# [EXERCISE]
Search term "crate": please copy every line of the records below that contains it.

Dataset excerpts:
◆ ◆ ◆
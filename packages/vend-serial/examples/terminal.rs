//! Interactive terminal for a vending machine on a serial port.
//!
//! Each line is `index command [data]`. The frame is sent and the reply is
//! printed. `dtr on|off`, `rts on|off` and `pins` control the modem lines.

use log::{error, info, warn};
use rustyline::{error::ReadlineError, DefaultEditor};
use vend_serial::{
    commands::Request,
    ports::PortWatcher,
    protocol::Frame,
    serial::{SerialConnection, SerialError},
    settings::Settings,
    terminal::{hex_dump, log_line, LogKind},
    Connection,
};

const SETTINGS_FILE: &str = "vend-terminal.ini";

#[tokio::main]
async fn main() -> Result<(), Box<dyn std::error::Error>> {
    simplelog::TermLogger::init(
        log::LevelFilter::Info,
        simplelog::Config::default(),
        simplelog::TerminalMode::Mixed,
        simplelog::ColorChoice::Always,
    )
    .unwrap();

    let mut settings = Settings::load(SETTINGS_FILE)?;
    if let Some(port) = std::env::args().nth(1) {
        settings.serial.port_name = port;
    }

    let selected = if settings.serial.port_name.is_empty() {
        None
    } else {
        Some(settings.serial.port_name.as_str())
    };
    let port_name = PortWatcher::new().select_port(selected, false)?;

    let mut connection = SerialConnection::open(&port_name, &settings.serial, settings.frame)?;
    settings.serial.port_name = port_name;
    settings.save(SETTINGS_FILE)?;
    info!("Pins: {}", connection.pin_state()?);

    let mut editor = DefaultEditor::new()?;
    let mut pins = connection.pin_state()?;
    loop {
        let line = match editor.readline(">> ") {
            Ok(line) => line,
            Err(ReadlineError::Interrupted | ReadlineError::Eof) => break,
            Err(e) => return Err(e.into()),
        };
        let _ = editor.add_history_entry(line.as_str());

        if let Err(e) = run_line(&mut connection, &settings, line.trim()).await {
            log_line(LogKind::Error, &e.to_string());
        }

        let now = connection.pin_state()?;
        for (pin, level) in now.changes(&pins) {
            log_line(LogKind::Incoming, &format!("{} = {}", pin, level));
        }
        pins = now;
    }

    connection.close().await?;
    Ok(())
}

async fn run_line(
    connection: &mut SerialConnection,
    settings: &Settings,
    line: &str,
) -> Result<(), SerialError> {
    let mut words = line.splitn(3, ' ');
    let (Some(first), second, rest) = (words.next(), words.next(), words.next()) else {
        return Ok(());
    };

    match (first, second) {
        ("", _) => {}
        ("pins", None) => info!("{}", connection.pin_state()?),
        ("dtr", Some(level)) => {
            let level = level == "on";
            connection.set_dtr(level)?;
            if settings.serial.clears_log_on_dtr(level) {
                // Clear the screen and home the cursor.
                print!("\x1b[2J\x1b[H");
                log_line(LogKind::Normal, "Log cleared on DTR");
            }
        }
        ("rts", Some(level)) => connection.set_rts(level == "on")?,
        (index, Some(command)) => {
            let frame = Frame::parse(index, command, rest.unwrap_or_default())?;
            log_line(
                LogKind::Outgoing,
                &format!("Data sent: {}", hex_dump(&frame.to_bytes(settings.frame.hex_case))),
            );

            let reply = connection
                .execute_command(Request {
                    timeout: settings.serial.timeout(),
                    ..Request::new(frame)
                })
                .await?;
            log_line(
                LogKind::Incoming,
                &format!(
                    "index {} command {} data {:?} checksum {}",
                    reply.index,
                    reply.command,
                    reply.data,
                    reply.incoming_checksum_text()
                ),
            );
            if reply.verify_checksum().is_err() {
                warn!("Reply checksum does not match");
            }
        }
        _ => error!("Expected `index command [data]`"),
    }

    Ok(())
}
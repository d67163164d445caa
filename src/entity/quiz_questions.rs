//! 测验题目实体

use sea_orm::entity::prelude::*;

#[derive(Clone, Debug, PartialEq, DeriveEntityModel)]
#[sea_orm(table_name = "quiz_questions")]
pub struct Model {
    #[sea_orm(primary_key)]
    pub id: i64,
    pub quiz_id: i64,
    #[sea_orm(column_type = "Text")]
    pub text: String,
    pub question_type: String,
    /// JSON 数组：[{id, text, is_correct}]
    #[sea_orm(column_type = "Text")]
    pub options: String,
    #[sea_orm(column_type = "Text", nullable)]
    pub correct_answer: Option<String>,
    #[sea_orm(column_type = "Text", nullable)]
    pub explanation: Option<String>,
    pub difficulty: String,
    pub points: i32,
    pub position: i32,
    pub media_url: Option<String>,
    pub created_at: i64,
    pub updated_at: i64,
}

#[derive(Copy, Clone, Debug, EnumIter, DeriveRelation)]
pub enum Relation {
    #[sea_orm(
        belongs_to = "super::quizzes::Entity",
        from = "Column::QuizId",
        to = "super::quizzes::Column::Id"
    )]
    Quiz,
}

impl Related<super::quizzes::Entity> for Entity {
    fn to() -> RelationDef {
        Relation::Quiz.def()
    }
}

impl ActiveModelBehavior for ActiveModel {}

impl Model {
    pub fn into_question(self) -> crate::models::quizzes::entities::Question {
        use crate::models::quizzes::entities::{
            Question, QuestionDifficulty, QuestionOption, QuestionType,
        };

        let options = serde_json::from_str::<Vec<QuestionOption>>(&self.options).unwrap_or_else(|e| {
            tracing::warn!("Malformed options JSON for question {}: {}", self.id, e);
            Vec::new()
        });

        Question {
            id: self.id,
            quiz_id: self.quiz_id,
            text: self.text,
            question_type: self
                .question_type
                .parse()
                .unwrap_or(QuestionType::MultipleChoice),
            options,
            correct_answer: self.correct_answer,
            explanation: self.explanation,
            difficulty: self.difficulty.parse().unwrap_or(QuestionDifficulty::Medium),
            points: self.points,
            position: self.position,
            media_url: self.media_url,
            created_at: super::from_timestamp(self.created_at),
            updated_at: super::from_timestamp(self.updated_at),
        }
    }
}
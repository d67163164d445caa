use actix_web::{HttpRequest, HttpResponse, Result as ActixResult, web};
use once_cell::sync::Lazy;

use crate::middlewares::{self, RequireJWT};
use crate::models::users::entities::UserRole;
use crate::models::users::requests::{CreateUserRequest, UpdateUserRequest, UserListParams};
use crate::models::{ApiResponse, ErrorCode};
use crate::services::UserService;
use crate::utils::SafeIDI64;

// 懒加载的全局 UserService 实例
static USER_SERVICE: Lazy<UserService> = Lazy::new(UserService::new_lazy);

// HTTP处理程序
pub async fn list_users(
    req: HttpRequest,
    query: web::Query<UserListParams>,
) -> ActixResult<HttpResponse> {
    USER_SERVICE.list_users(query.into_inner(), &req).await
}

pub async fn create_user(
    req: HttpRequest,
    user_data: web::Json<CreateUserRequest>,
) -> ActixResult<HttpResponse> {
    USER_SERVICE.create_user(user_data.into_inner(), &req).await
}

pub async fn get_user(req: HttpRequest, user_id: SafeIDI64) -> ActixResult<HttpResponse> {
    USER_SERVICE.get_user(user_id.0, &req).await
}

pub async fn update_user(
    req: HttpRequest,
    user_id: SafeIDI64,
    update_data: web::Json<UpdateUserRequest>,
) -> ActixResult<HttpResponse> {
    USER_SERVICE
        .update_user(user_id.0, update_data.into_inner(), &req)
        .await
}

pub async fn delete_user(req: HttpRequest, user_id: SafeIDI64) -> ActixResult<HttpResponse> {
    USER_SERVICE.delete_user(user_id.0, &req).await
}

pub async fn my_exam_history(req: HttpRequest) -> ActixResult<HttpResponse> {
    let Some(user_id) = RequireJWT::extract_user_id(&req) else {
        return Ok(HttpResponse::Unauthorized().json(ApiResponse::error_empty(
            ErrorCode::Unauthorized,
            "无法获取用户信息",
        )));
    };
    USER_SERVICE.list_exam_history(user_id, &req).await
}

pub async fn user_exam_history(req: HttpRequest, user_id: SafeIDI64) -> ActixResult<HttpResponse> {
    USER_SERVICE.list_exam_history(user_id.0, &req).await
}

// 配置路由
pub fn configure_user_routes(cfg: &mut web::ServiceConfig) {
    cfg.service(
        web::scope("/api/v1/users")
            .wrap(middlewares::RequireJWT)
            // 本人考试记录 - 所有登录用户
            .route("/me/exam-history", web::get().to(my_exam_history))
            .service(
                web::scope("")
                    .wrap(middlewares::RequireRole::new_any(UserRole::admin_roles()))
                    .route("", web::get().to(list_users))
                    .route("", web::post().to(create_user))
                    .route("/{id}", web::get().to(get_user))
                    .route("/{id}", web::put().to(update_user))
                    .route("/{id}", web::delete().to(delete_user))
                    .route("/{id}/exam-history", web::get().to(user_exam_history)),
            ),
    );
}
◆ ◆ ◆
# [TASK RESPONSE]
    pub fn into_question(self) -> crate::models::quizzes::entities::Question {
        use crate::models::quizzes::entities::{
use crate::middlewares::{self, RequireJWT};
use crate::models::users::entities::UserRole;
use crate::models::users::requests::{CreateUserRequest, UpdateUserRequest, UserListParams};
use crate::models::{ApiResponse, ErrorCode};
use crate::services::UserService;
use crate::utils::SafeIDI64;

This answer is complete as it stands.